Color detection is an important task in computer vision where we identify a specific or multiple colors in an image or video. It has various applications in fields such as robotics, object tracking, image processing, etc. In this post, we will learn how to detect colors using OpenCV and Python.

If you are new to image analysis and computer vision, I suggest you take this course from Coursera to strengthen your foundational knowledge: Computer Vision – Image Basics with OpenCV and Python.

Understand Color Spaces

Before we start writing our code, let’s understand the concept about different types of color spaces. A color space is nothing but how we represent a set of colors (or an image) mathematically.

In computer vision or image analysis most commonly used color spaces are RGB, HSV, and YUV.
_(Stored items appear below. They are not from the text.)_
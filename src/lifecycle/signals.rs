//! OS signal handling.
//!
//! SIGINT (Ctrl+C) and, on Unix, SIGTERM both request graceful shutdown.

/// Wait for a termination signal.
pub async fn wait_for_signal() {
    let ctrl_c = async {
        if let Err(e) = tokio::signal::ctrl_c().await {
            tracing::error!(error = %e, "Failed to install Ctrl+C handler");
            std::future::pending::<()>().await;
        }
    };

    #[cfg(unix)]
    let terminate = async {
        use tokio::signal::unix::{signal, SignalKind};
        match signal(SignalKind::terminate()) {
            Ok(mut stream) => {
                stream.recv().await;
            }
            Err(e) => {
                tracing::error!(error = %e, "Failed to install SIGTERM handler");
                std::future::pending::<()>().await;
            }
        }
    };

    #[cfg(not(unix))]
    let terminate = std::future::pending::<()>();

    tokio::select! {
        _ = ctrl_c => {}
        _ = terminate => {}
    }

    tracing::info!("Shutdown signal received");
}
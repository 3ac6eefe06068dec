//! Configuration validation.
//!
//! # Responsibilities
//! - Semantic validation (serde handles syntactic)
//! - Validate value ranges (counts > 0, probe timeout < interval)
//! - Validate backend address and path prefix shapes
//!
//! # Design Decisions
//! - Returns all validation errors, not just first
//! - Validation is pure function: ProxyConfig → Result<(), Vec<ValidationError>>
//! - Runs before config is accepted into the system

use thiserror::Error;

use crate::config::schema::ProxyConfig;

/// A single semantic problem in a configuration.
#[derive(Debug, Clone, PartialEq, Eq, Error)]
pub enum ValidationError {
    #[error("no backends configured")]
    NoBackends,

    #[error("backend address {0:?} must be a bare host:port")]
    InvalidBackendAddress(String),

    #[error("routing.shard_capacity must be greater than zero")]
    ZeroShardCapacity,

    #[error("retries.{0} must be greater than zero")]
    ZeroRetryLimit(&'static str),

    #[error("health_check.{0} must be greater than zero")]
    ZeroProbeTiming(&'static str),

    #[error("health_check.timeout_secs must be shorter than interval_secs")]
    ProbeTimeoutTooLong,

    #[error("routing.api_prefix {0:?} must start with '/' and not end with '/'")]
    InvalidApiPrefix(String),
}

/// Check every semantic rule and collect all violations.
pub fn validate_config(config: &ProxyConfig) -> Result<(), Vec<ValidationError>> {
    let mut errors = Vec::new();

    if config.backends.is_empty() {
        errors.push(ValidationError::NoBackends);
    }
    for address in &config.backends {
        let trimmed = address.trim();
        if trimmed.is_empty() || trimmed.contains("://") || trimmed.contains('/') {
            errors.push(ValidationError::InvalidBackendAddress(address.clone()));
        }
    }

    if config.routing.shard_capacity == 0 {
        errors.push(ValidationError::ZeroShardCapacity);
    }

    let prefix = &config.routing.api_prefix;
    if !prefix.is_empty() && (!prefix.starts_with('/') || prefix.ends_with('/')) {
        errors.push(ValidationError::InvalidApiPrefix(prefix.clone()));
    }

    if config.retries.max_attempts == 0 {
        errors.push(ValidationError::ZeroRetryLimit("max_attempts"));
    }
    if config.retries.max_retries == 0 {
        errors.push(ValidationError::ZeroRetryLimit("max_retries"));
    }

    let health = &config.health_check;
    if health.interval_secs == 0 {
        errors.push(ValidationError::ZeroProbeTiming("interval_secs"));
    }
    if health.timeout_secs == 0 {
        errors.push(ValidationError::ZeroProbeTiming("timeout_secs"));
    }
    if health.interval_secs > 0 && health.timeout_secs >= health.interval_secs {
        errors.push(ValidationError::ProbeTimeoutTooLong);
    }

    if errors.is_empty() {
        Ok(())
    } else {
        Err(errors)
    }
}

#[cfg(test)]
mod tests {
    use super::*;

    fn valid() -> ProxyConfig {
        let mut config = ProxyConfig::default();
        config.backends = vec!["127.0.0.1:4000".into()];
        config
    }

    #[test]
    fn accepts_defaults_with_backends() {
        assert!(validate_config(&valid()).is_ok());
    }

    #[test]
    fn empty_backend_list_is_rejected() {
        let config = ProxyConfig::default();
        let errors = validate_config(&config).unwrap_err();
        assert_eq!(errors, vec![ValidationError::NoBackends]);
    }

    #[test]
    fn collects_every_violation() {
        let mut config = valid();
        config.backends.push("http://10.0.0.2:4000".into());
        config.routing.shard_capacity = 0;
        config.routing.api_prefix = "api/".into();
        config.retries.max_retries = 0;

        let errors = validate_config(&config).unwrap_err();
        assert_eq!(errors.len(), 4);
        assert!(errors.contains(&ValidationError::InvalidBackendAddress(
            "http://10.0.0.2:4000".into()
        )));
        assert!(errors.contains(&ValidationError::ZeroShardCapacity));
        assert!(errors.contains(&ValidationError::ZeroRetryLimit("max_retries")));
    }

    #[test]
    fn probe_timeout_must_fit_in_interval() {
        let mut config = valid();
        config.health_check.interval_secs = 2;
        config.health_check.timeout_secs = 2;
        assert_eq!(
            validate_config(&config).unwrap_err(),
            vec![ValidationError::ProbeTimeoutTooLong]
        );
    }

    #[test]
    fn prefix_shapes() {
        let mut config = valid();
        config.routing.api_prefix = "/api".into();
        assert!(validate_config(&config).is_ok());

        config.routing.api_prefix = "/".into();
        assert!(validate_config(&config).is_err());
    }
}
  • RGB: represents colors using red, green, and blue values (RGB). Note that OpenCV uses BGR color code instead of RBG.
  • HSV: This type of color space separates the color information from the brightness information of an image. It represents colors using hue, saturation, and value.
    • Hue represents the color of a pixel, such as red, green, blue. We can measure this in degrees with range of 0 to 360. 0 represents red, 120 represents green, and 240 represents blue.
    • Saturation represents how pure the color is. A highly saturated color is pure, while a less saturated color is mixed with white. Saturation is measured in percentages with range of 0% to 100%. 0% means white and 100% means purest color.
    • Value represents the brightness of the pixel. A high value represents a bright pixel, while a low value represents a dark pixel. We can also measure in percentage. 0% represents black and 100% represents white.
  • YUV: We can use this color space to separate color information into luminance (Y) and chrominance (UV). It is slightly more complex than HSV.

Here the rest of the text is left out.